• Instructions for the task: In the entries below, every line with the string "system" is to be reported.

[Collected data]
※ ※ ※

//! # Replacement
//!
//! A replacement strategy merges the current population with the offspring
//! bred from it and returns the next population.
//!
//! Every strategy honors the same contract:
//!
//! - an empty current population yields an empty result,
//! - empty offspring leave the current population unchanged,
//! - otherwise the next population has exactly as many members as the current one.

pub mod elitism;
pub mod full_generation;
pub mod steady_state;

use std::fmt::Debug;

use crate::chromosome::Chromosome;
use crate::error::{GeneticError, Result};

pub use elitism::ElitismReplacement;
pub use full_generation::FullGenerationReplacement;
pub use steady_state::{SteadyStateMode, SteadyStateReplacement};

/// Trait for strategies that form the next generation.
pub trait ReplacementStrategy<C>: Debug + Send
where
    C: Chromosome,
{
    /// Combines `current` and `offspring` into the next population.
    fn replace_population(&self, current: Vec<C>, offspring: Vec<C>) -> Result<Vec<C>>;
}

/// Sorts individuals from best to worst score. Equal scores keep their order.
pub(crate) fn sort_by_fitness_desc<C: Chromosome>(population: &mut [C]) {
    population.sort_by(|a, b| b.score().total_cmp(&a.score()));
}

/// Number of individuals covered by `percentage` of `population_size`, at least `minimum`.
pub(crate) fn count_from_percentage(
    population_size: usize,
    percentage: f64,
    minimum: usize,
) -> Result<usize> {
    if population_size == 0 {
        return Err(GeneticError::InvalidArgument(
            "Population size must be positive".to_string(),
        ));
    }
    if !(percentage > 0.0 && percentage < 1.0) {
        return Err(GeneticError::InvalidArgument(format!(
            "Percentage must be in (0.0, 1.0), got: {}",
            percentage
        )));
    }
    let count = (population_size as f64 * percentage).round() as usize;
    Ok(count.max(minimum))
}
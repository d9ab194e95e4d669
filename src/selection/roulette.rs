use crate::chromosome::Chromosome;
use crate::error::{GeneticError, Result};
use crate::rng::RandomNumberGenerator;
use crate::selection::selection_strategy::{PopulationKey, SelectionStrategy};

/// A selection strategy that selects individuals with probability proportional to their fitness.
///
/// Each individual owns the interval `[cumulative_before, cumulative_before + fitness / total)`
/// of the unit interval. A uniform draw in `[0, 1)` picks the individual whose interval
/// contains it. The table of interval bounds is built once per population and reused
/// until a different population is passed in or the cache is cleared.
///
/// Roulette wheel selection requires every fitness to be evaluated, finite and
/// non-negative, with a positive total.
///
/// # Examples
///
/// ```
/// use genetic_engine::chromosome::{Chromosome, IntegerChromosome};
/// use genetic_engine::rng::RandomNumberGenerator;
/// use genetic_engine::selection::{RouletteWheelSelection, SelectionStrategy};
///
/// let mut population = Vec::new();
/// for (i, fitness) in [0.0, 3.0, 0.0].iter().enumerate() {
///     let mut chromosome = IntegerChromosome::new(vec![i as i64], 0, 10).unwrap();
///     chromosome.set_fitness(*fitness);
///     population.push(chromosome);
/// }
///
/// let mut selection = RouletteWheelSelection::new().with_rng(RandomNumberGenerator::from_seed(1));
/// // Only the individual with non-zero fitness owns a slice of the wheel
/// let picked = selection.select_individual(&population).unwrap();
/// assert_eq!(picked.genes(), &[1]);
/// ```
#[derive(Debug, Clone, Default)]
pub struct RouletteWheelSelection {
    rng: RandomNumberGenerator,
    wheel: Option<Wheel>,
}

#[derive(Debug, Clone)]
struct Wheel {
    key: PopulationKey,
    /// Exclusive upper bound of each individual's interval.
    upper_bounds: Vec<f64>,
}

impl RouletteWheelSelection {
    /// Creates a new RouletteWheelSelection strategy seeded from system entropy.
    pub fn new() -> Self {
        Self::default()
    }

    pub fn with_rng(mut self, rng: RandomNumberGenerator) -> Self {
        self.rng = rng;
        self
    }

    /// Calculates the upper bound of each individual's interval on the wheel.
    ///
    /// # Errors
    ///
    /// Returns an error if any individual is unevaluated, if any fitness is negative
    /// or non-finite, or if all fitness values are zero.
    fn build_wheel<C: Chromosome>(population: &[C]) -> Result<Vec<f64>> {
        let mut fitness = Vec::with_capacity(population.len());
        for (index, individual) in population.iter().enumerate() {
            let value = individual.fitness().ok_or_else(|| {
                GeneticError::InvalidArgument(format!(
                    "Roulette wheel selection requires evaluated individuals, individual {} has no fitness",
                    index
                ))
            })?;
            if !value.is_finite() || value < 0.0 {
                return Err(GeneticError::InvalidArgument(format!(
                    "Roulette wheel selection requires finite non-negative fitness values, got: {}",
                    value
                )));
            }
            fitness.push(value);
        }

        let total: f64 = fitness.iter().sum();
        if total <= 0.0 {
            return Err(GeneticError::InvalidArgument(
                "Roulette wheel selection requires at least one individual with non-zero fitness"
                    .to_string(),
            ));
        }

        let mut cumulative = 0.0;
        Ok(fitness
            .iter()
            .map(|value| {
                cumulative += value / total;
                cumulative
            })
            .collect())
    }
}

impl<C> SelectionStrategy<C> for RouletteWheelSelection
where
    C: Chromosome,
{
    fn select_individual<'a>(&mut self, population: &'a [C]) -> Result<&'a C> {
        if population.is_empty() {
            return Err(GeneticError::EmptyPopulation);
        }

        let key = PopulationKey::of(population);
        if self.wheel.as_ref().map_or(true, |wheel| wheel.key != key) {
            let upper_bounds = Self::build_wheel(population)?;
            self.wheel = Some(Wheel { key, upper_bounds });
        }

        let r = self.rng.next_f64();
        let index = self.wheel.as_ref().map_or(population.len(), |wheel| {
            wheel.upper_bounds.partition_point(|&upper| upper <= r)
        });
        if index < population.len() {
            return Ok(&population[index]);
        }

        // Rounding left the last bound below the draw
        Ok(&population[self.rng.gen_index(population.len())])
    }

    fn clear_cache(&mut self) {
        self.wheel = None;
    }
}
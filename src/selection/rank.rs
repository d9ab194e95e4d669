use crate::chromosome::Chromosome;
use crate::error::{GeneticError, Result};
use crate::rng::RandomNumberGenerator;
use crate::selection::selection_strategy::{PopulationKey, SelectionStrategy};

/// Fitness values closer than this share a rank.
const TIE_TOLERANCE: f64 = 1e-10;

/// How a rank is turned into a selection weight.
#[cfg_attr(feature = "serde", derive(serde::Serialize, serde::Deserialize))]
#[derive(Debug, Clone, Copy, PartialEq, Eq, Default)]
pub enum RankingMode {
    /// `p(rank) = (2 - s) / n + 2 * rank * (s - 1) / (n * (n - 1))`
    #[default]
    Linear,
    /// `p(rank) = 1 - e^(-rank)`, normalized over the population.
    Exponential,
}

/// A selection strategy that selects individuals based on their rank in the population.
///
/// Rank-based selection assigns a selection probability to each individual based on its
/// rank in the population, rather than its absolute fitness value. This helps prevent
/// premature convergence when there are a few individuals with much higher fitness than
/// the rest of the population.
///
/// Individuals are sorted from worst to best, so the best individual holds rank `n`.
/// Individuals whose fitness differs by less than `1e-10` share the lower rank of their group.
/// Unlike roulette wheel selection, negative fitness values are fine.
///
/// # Examples
///
/// ```
/// use genetic_engine::chromosome::{Chromosome, RealChromosome};
/// use genetic_engine::selection::{RankSelection, RankingMode, SelectionStrategy};
/// use genetic_engine::error::Result;
///
/// fn main() -> Result<()> {
///     let mut population = Vec::new();
///     for fitness in [-3.0, 0.5, 12.0] {
///         let mut chromosome = RealChromosome::new(vec![0.0], -1.0, 1.0)?;
///         chromosome.set_fitness(fitness);
///         population.push(chromosome);
///     }
///
///     let mut selection = RankSelection::new(1.8, RankingMode::Linear, true)?;
///     let parent = selection.select_individual(&population)?;
///     assert!(parent.fitness().is_some());
///
///     Ok(())
/// }
/// ```
#[derive(Debug, Clone)]
pub struct RankSelection {
    /// Higher values increase selection pressure.
    selection_pressure: f64,
    ranking_mode: RankingMode,
    maximize: bool,
    rng: RandomNumberGenerator,
    table: Option<RankTable>,
}

#[derive(Debug, Clone)]
struct RankTable {
    key: PopulationKey,
    /// Population indices from worst to best.
    order: Vec<usize>,
    cumulative: Vec<f64>,
}

impl RankSelection {
    /// Creates a new RankSelection strategy.
    ///
    /// # Arguments
    ///
    /// * `selection_pressure` - Must be in the range [1.0, 2.0].
    ///   - At 1.0, all individuals have equal selection probability (no selection pressure)
    ///   - At 2.0, selection pressure is at its maximum
    /// * `ranking_mode` - Linear or exponential rank weighting.
    /// * `maximize` - Whether higher fitness is better.
    ///
    /// # Errors
    ///
    /// Returns a `GeneticError::InvalidArgument` error if `selection_pressure` is not in the range [1.0, 2.0].
    pub fn new(selection_pressure: f64, ranking_mode: RankingMode, maximize: bool) -> Result<Self> {
        if !(1.0..=2.0).contains(&selection_pressure) {
            return Err(GeneticError::InvalidArgument(format!(
                "Selection pressure must be in the range [1.0, 2.0], got: {}",
                selection_pressure
            )));
        }

        Ok(Self {
            selection_pressure,
            ranking_mode,
            maximize,
            rng: RandomNumberGenerator::new(),
            table: None,
        })
    }

    pub fn with_rng(mut self, rng: RandomNumberGenerator) -> Self {
        self.rng = rng;
        self
    }

    pub fn selection_pressure(&self) -> f64 {
        self.selection_pressure
    }

    pub fn ranking_mode(&self) -> RankingMode {
        self.ranking_mode
    }

    pub fn maximize(&self) -> bool {
        self.maximize
    }

    /// Weight of a single rank in a population of `population_size`.
    fn rank_weight(&self, rank: usize, population_size: usize) -> f64 {
        let n = population_size as f64;
        let rank = rank as f64;
        match self.ranking_mode {
            RankingMode::Linear if population_size < 2 => 1.0,
            RankingMode::Linear => {
                (2.0 - self.selection_pressure) / n
                    + 2.0 * rank * (self.selection_pressure - 1.0) / (n * (n - 1.0))
            }
            RankingMode::Exponential => 1.0 - (-rank).exp(),
        }
    }

    fn build_table<C: Chromosome>(&self, population: &[C]) -> Result<RankTable> {
        let mut fitness = Vec::with_capacity(population.len());
        for (index, individual) in population.iter().enumerate() {
            let value = individual.fitness().ok_or_else(|| {
                GeneticError::InvalidArgument(format!(
                    "Rank selection requires evaluated individuals, individual {} has no fitness",
                    index
                ))
            })?;
            fitness.push(value);
        }

        let mut order: Vec<usize> = (0..population.len()).collect();
        if self.maximize {
            order.sort_by(|&a, &b| fitness[a].total_cmp(&fitness[b]));
        } else {
            order.sort_by(|&a, &b| fitness[b].total_cmp(&fitness[a]));
        }

        let sorted: Vec<f64> = order.iter().map(|&i| fitness[i]).collect();
        let weights: Vec<f64> = assign_ranks(&sorted)
            .into_iter()
            .map(|rank| self.rank_weight(rank, population.len()))
            .collect();

        let total: f64 = weights.iter().sum();
        let mut cumulative = Vec::with_capacity(weights.len());
        let mut running = 0.0;
        for weight in &weights {
            running += if total > 0.0 && total.is_finite() {
                weight / total
            } else {
                1.0 / weights.len() as f64
            };
            cumulative.push(running);
        }
        if let Some(last) = cumulative.last_mut() {
            *last = 1.0;
        }

        Ok(RankTable {
            key: PopulationKey::of(population),
            order,
            cumulative,
        })
    }
}

/// Assigns ranks `1..=n` to fitness values sorted from worst to best; ties share a rank.
fn assign_ranks(sorted: &[f64]) -> Vec<usize> {
    let mut ranks = Vec::with_capacity(sorted.len());
    for (position, &value) in sorted.iter().enumerate() {
        let rank = match (position.checked_sub(1), ranks.last()) {
            (Some(previous), Some(&previous_rank))
                if value == sorted[previous] || (value - sorted[previous]).abs() <= TIE_TOLERANCE =>
            {
                previous_rank
            }
            _ => position + 1,
        };
        ranks.push(rank);
    }
    ranks
}

impl Default for RankSelection {
    fn default() -> Self {
        Self {
            selection_pressure: 1.5,
            ranking_mode: RankingMode::Linear,
            maximize: true,
            rng: RandomNumberGenerator::new(),
            table: None,
        }
    }
}

impl<C> SelectionStrategy<C> for RankSelection
where
    C: Chromosome,
{
    fn select_individual<'a>(&mut self, population: &'a [C]) -> Result<&'a C> {
        if population.is_empty() {
            return Err(GeneticError::EmptyPopulation);
        }

        let key = PopulationKey::of(population);
        if self.table.as_ref().map_or(true, |table| table.key != key) {
            self.table = Some(self.build_table(population)?);
        }

        let r = self.rng.next_f64();
        let picked = self.table.as_ref().and_then(|table| {
            let position = table.cumulative.partition_point(|&upper| upper <= r);
            // Falls back to the best individual if rounding missed every interval
            table
                .order
                .get(position)
                .or_else(|| table.order.last())
                .copied()
        });

        match picked {
            Some(index) => Ok(&population[index]),
            None => Err(GeneticError::EmptyPopulation),
        }
    }

    fn clear_cache(&mut self) {
        self.table = None;
    }
}
//! # RandomNumberGenerator
//!
//! Every operator owns its own `RandomNumberGenerator`. There is no hidden
//! process-wide generator, so a run is reproducible when every operator is
//! constructed with a seeded generator.
//!
//! ## Example
//!
//! ```rust
//! use genetic_engine::rng::RandomNumberGenerator;
//!
//! let mut rng = RandomNumberGenerator::from_seed(7);
//! let index = rng.gen_index(10);
//! assert!(index < 10);
//!
//! let value: f64 = rng.gen_range(-1.0..1.0);
//! assert!((-1.0..1.0).contains(&value));
//! ```

use rand::{
    distributions::uniform::{SampleRange, SampleUniform},
    rngs::StdRng,
    Rng, SeedableRng,
};

/// A wrapper around the `rand` crate's `StdRng` that provides the draws the
/// genetic operators need.
#[derive(Debug, Clone)]
pub struct RandomNumberGenerator {
    pub rng: StdRng,
}

impl RandomNumberGenerator {
    /// Creates a new `RandomNumberGenerator` instance seeded from the system entropy.
    pub fn new() -> Self {
        Self {
            rng: StdRng::from_entropy(),
        }
    }

    /// Creates a new `RandomNumberGenerator` instance with a specific seed.
    ///
    /// This is useful for reproducible tests and benchmarks.
    pub fn from_seed(seed: u64) -> Self {
        Self {
            rng: StdRng::seed_from_u64(seed),
        }
    }

    /// Returns a uniform value in `[0, 1)`.
    pub fn next_f64(&mut self) -> f64 {
        self.rng.gen::<f64>()
    }

    /// Returns `true` with the given probability.
    ///
    /// A probability of `0.0` never succeeds and `1.0` always does.
    pub fn chance(&mut self, probability: f64) -> bool {
        self.next_f64() < probability
    }

    /// Returns a uniform index in `0..len`.
    ///
    /// # Panics
    ///
    /// Panics if `len` is zero. Callers check for empty input first.
    pub fn gen_index(&mut self, len: usize) -> usize {
        self.rng.gen_range(0..len)
    }

    /// Generates a random number in the given range.
    pub fn gen_range<T, R>(&mut self, range: R) -> T
    where
        T: SampleUniform,
        R: SampleRange<T>,
    {
        self.rng.gen_range(range)
    }
}

impl Default for RandomNumberGenerator {
    fn default() -> Self {
        Self::new()
    }
}

#[cfg(test)]
mod tests {
    use super::*;

    #[test]
    fn test_next_f64_in_unit_interval() {
        let mut rng = RandomNumberGenerator::from_seed(1);
        for _ in 0..1000 {
            let value = rng.next_f64();
            assert!((0.0..1.0).contains(&value));
        }
    }

    #[test]
    fn test_chance_extremes() {
        let mut rng = RandomNumberGenerator::from_seed(2);
        for _ in 0..1000 {
            assert!(!rng.chance(0.0));
            assert!(rng.chance(1.0));
        }
    }

    #[test]
    fn test_gen_index_within_bounds() {
        let mut rng = RandomNumberGenerator::from_seed(3);
        for _ in 0..1000 {
            assert!(rng.gen_index(7) < 7);
        }
    }

    #[test]
    fn test_clone() {
        let mut rng1 = RandomNumberGenerator::from_seed(42);
        let mut rng2 = rng1.clone();

        // Both RNGs should generate the same sequence after cloning
        let nums1: Vec<f64> = (0..5).map(|_| rng1.next_f64()).collect();
        let nums2: Vec<f64> = (0..5).map(|_| rng2.next_f64()).collect();

        assert_eq!(nums1, nums2);
    }

    #[test]
    fn test_same_seed_same_sequence() {
        let mut rng1 = RandomNumberGenerator::from_seed(9);
        let mut rng2 = RandomNumberGenerator::from_seed(9);
        for _ in 0..20 {
            assert_eq!(rng1.gen_range(0..100), rng2.gen_range(0..100));
        }
    }
}
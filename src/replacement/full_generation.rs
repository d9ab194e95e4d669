use crate::chromosome::Chromosome;
use crate::error::{GeneticError, Result};
use crate::replacement::ReplacementStrategy;

/// Replaces the whole population with its offspring.
#[cfg_attr(feature = "serde", derive(serde::Serialize, serde::Deserialize))]
#[derive(Debug, Clone, Copy, Default)]
pub struct FullGenerationReplacement;

impl FullGenerationReplacement {
    pub fn new() -> Self {
        Self
    }
}

impl<C> ReplacementStrategy<C> for FullGenerationReplacement
where
    C: Chromosome,
{
    fn replace_population(&self, current: Vec<C>, offspring: Vec<C>) -> Result<Vec<C>> {
        if current.is_empty() {
            return Ok(Vec::new());
        }
        if offspring.is_empty() {
            return Ok(current);
        }
        if offspring.len() != current.len() {
            return Err(GeneticError::InvalidArgument(format!(
                "Full generation replacement needs as many offspring as individuals: {} != {}",
                offspring.len(),
                current.len()
            )));
        }
        Ok(offspring)
    }
}
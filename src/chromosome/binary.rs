use std::fmt;

use super::{Chromosome, ChromosomeFactory};
use crate::error::{GeneticError, Result};
use crate::rng::RandomNumberGenerator;

/// A chromosome whose genes are bits stored as `0` or `1`.
#[cfg_attr(feature = "serde", derive(serde::Serialize, serde::Deserialize))]
#[cfg_attr(feature = "serde", serde(try_from = "BinaryChromosomeData"))]
#[derive(Debug, Clone, PartialEq)]
pub struct BinaryChromosome {
    genes: Vec<u8>,
    fitness: Option<f64>,
}

impl BinaryChromosome {
    /// Creates a binary chromosome, rejecting any gene other than `0` or `1`.
    pub fn new(genes: Vec<u8>) -> Result<Self> {
        if let Some((index, bit)) = genes.iter().enumerate().find(|(_, &bit)| bit > 1) {
            return Err(GeneticError::InvalidGene(format!(
                "binary gene at index {} must be 0 or 1, got: {}",
                index, bit
            )));
        }
        Ok(Self {
            genes,
            fitness: None,
        })
    }

    /// Creates a chromosome of `length` uniformly random bits.
    pub fn random(length: usize, rng: &mut RandomNumberGenerator) -> Self {
        let genes = (0..length).map(|_| u8::from(rng.chance(0.5))).collect();
        Self {
            genes,
            fitness: None,
        }
    }

    /// Interprets the bits as a big-endian unsigned integer.
    ///
    /// Returns `None` if the value does not fit in 64 bits.
    pub fn decimal_value(&self) -> Option<u64> {
        self.genes.iter().try_fold(0u64, |acc, &bit| {
            acc.checked_mul(2).map(|shifted| shifted | u64::from(bit))
        })
    }

    /// Counts the bits set to one.
    pub fn count_ones(&self) -> usize {
        self.genes.iter().filter(|&&bit| bit == 1).count()
    }
}

#[cfg(feature = "serde")]
#[derive(serde::Deserialize)]
struct BinaryChromosomeData {
    genes: Vec<u8>,
    fitness: Option<f64>,
}

#[cfg(feature = "serde")]
impl TryFrom<BinaryChromosomeData> for BinaryChromosome {
    type Error = GeneticError;

    fn try_from(data: BinaryChromosomeData) -> Result<Self> {
        let mut chromosome = Self::new(data.genes)?;
        chromosome.fitness = data.fitness;
        Ok(chromosome)
    }
}

impl Chromosome for BinaryChromosome {
    type Gene = u8;

    fn genes(&self) -> &[u8] {
        &self.genes
    }

    fn set_gene(&mut self, index: usize, value: u8) -> Result<()> {
        if value > 1 {
            return Err(GeneticError::InvalidGene(format!(
                "binary gene must be 0 or 1, got: {}",
                value
            )));
        }
        let len = self.genes.len();
        let gene = self.genes.get_mut(index).ok_or_else(|| {
            GeneticError::InvalidArgument(format!(
                "gene index {} out of range for length {}",
                index, len
            ))
        })?;
        *gene = value;
        self.fitness = None;
        Ok(())
    }

    fn fitness(&self) -> Option<f64> {
        self.fitness
    }

    fn set_fitness(&mut self, fitness: f64) {
        self.fitness = Some(fitness);
    }
}

impl fmt::Display for BinaryChromosome {
    fn fmt(&self, f: &mut fmt::Formatter<'_>) -> fmt::Result {
        write!(f, "BinaryChromosome[")?;
        for bit in &self.genes {
            write!(f, "{}", bit)?;
        }
        write!(f, "]")
    }
}

/// Factory for [`BinaryChromosome`].
#[cfg_attr(feature = "serde", derive(serde::Serialize, serde::Deserialize))]
#[derive(Debug, Clone, Copy, Default)]
pub struct BinaryChromosomeFactory;

impl BinaryChromosomeFactory {
    pub fn new() -> Self {
        Self
    }
}

impl ChromosomeFactory<BinaryChromosome> for BinaryChromosomeFactory {
    fn create(&self, genes: Vec<u8>) -> Result<BinaryChromosome> {
        BinaryChromosome::new(genes)
    }

    fn random(&self, gene_length: usize, rng: &mut RandomNumberGenerator) -> Result<BinaryChromosome> {
        Ok(BinaryChromosome::random(gene_length, rng))
    }
}

#[cfg(test)]
mod tests {
    use super::*;

    #[test]
    fn test_new_rejects_non_binary_genes() {
        assert!(BinaryChromosome::new(vec![0, 1, 1, 0]).is_ok());
        match BinaryChromosome::new(vec![0, 1, 2]) {
            Err(GeneticError::InvalidGene(msg)) => assert!(msg.contains("index 2")),
            other => panic!("Expected InvalidGene error, got {:?}", other),
        }
    }

    #[test]
    fn test_to_vec_is_a_copy() {
        let chromosome = BinaryChromosome::new(vec![1, 0, 1]).unwrap();
        let mut copy = chromosome.to_vec();
        copy[0] = 0;
        assert_eq!(chromosome.genes(), &[1, 0, 1]);
    }

    #[test]
    fn test_set_gene_clears_fitness() {
        let mut chromosome = BinaryChromosome::new(vec![1, 0, 1]).unwrap();
        chromosome.set_fitness(3.0);
        chromosome.set_gene(1, 1).unwrap();
        assert_eq!(chromosome.genes(), &[1, 1, 1]);
        assert_eq!(chromosome.fitness(), None);
        assert_eq!(chromosome.score(), f64::NEG_INFINITY);
    }

    #[test]
    fn test_set_gene_validation() {
        let mut chromosome = BinaryChromosome::new(vec![1, 0]).unwrap();
        assert!(chromosome.set_gene(0, 3).is_err());
        assert!(chromosome.set_gene(5, 1).is_err());
        assert_eq!(chromosome.genes(), &[1, 0]);
    }

    #[test]
    fn test_decimal_value() {
        let chromosome = BinaryChromosome::new(vec![1, 0, 1, 1]).unwrap();
        assert_eq!(chromosome.decimal_value(), Some(11));
        assert_eq!(chromosome.count_ones(), 3);

        let empty = BinaryChromosome::new(Vec::new()).unwrap();
        assert_eq!(empty.decimal_value(), Some(0));

        let too_long = BinaryChromosome::new(vec![1; 65]).unwrap();
        assert_eq!(too_long.decimal_value(), None);
    }

    #[test]
    fn test_factory_population() {
        let factory = BinaryChromosomeFactory::new();
        let mut rng = RandomNumberGenerator::from_seed(11);
        let population = factory.create_population(20, 8, &mut rng).unwrap();

        assert_eq!(population.len(), 20);
        for chromosome in &population {
            assert_eq!(chromosome.len(), 8);
            assert!(chromosome.genes().iter().all(|&bit| bit <= 1));
            assert_eq!(chromosome.fitness(), None);
        }
    }

    #[test]
    fn test_display() {
        let chromosome = BinaryChromosome::new(vec![1, 0, 1, 1, 0]).unwrap();
        assert_eq!(chromosome.to_string(), "BinaryChromosome[10110]");
    }
}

※ ※ ※

• Output below:
    /// Creates a new RouletteWheelSelection strategy seeded from system entropy.
    /// Creates a new `RandomNumberGenerator` instance seeded from the system entropy.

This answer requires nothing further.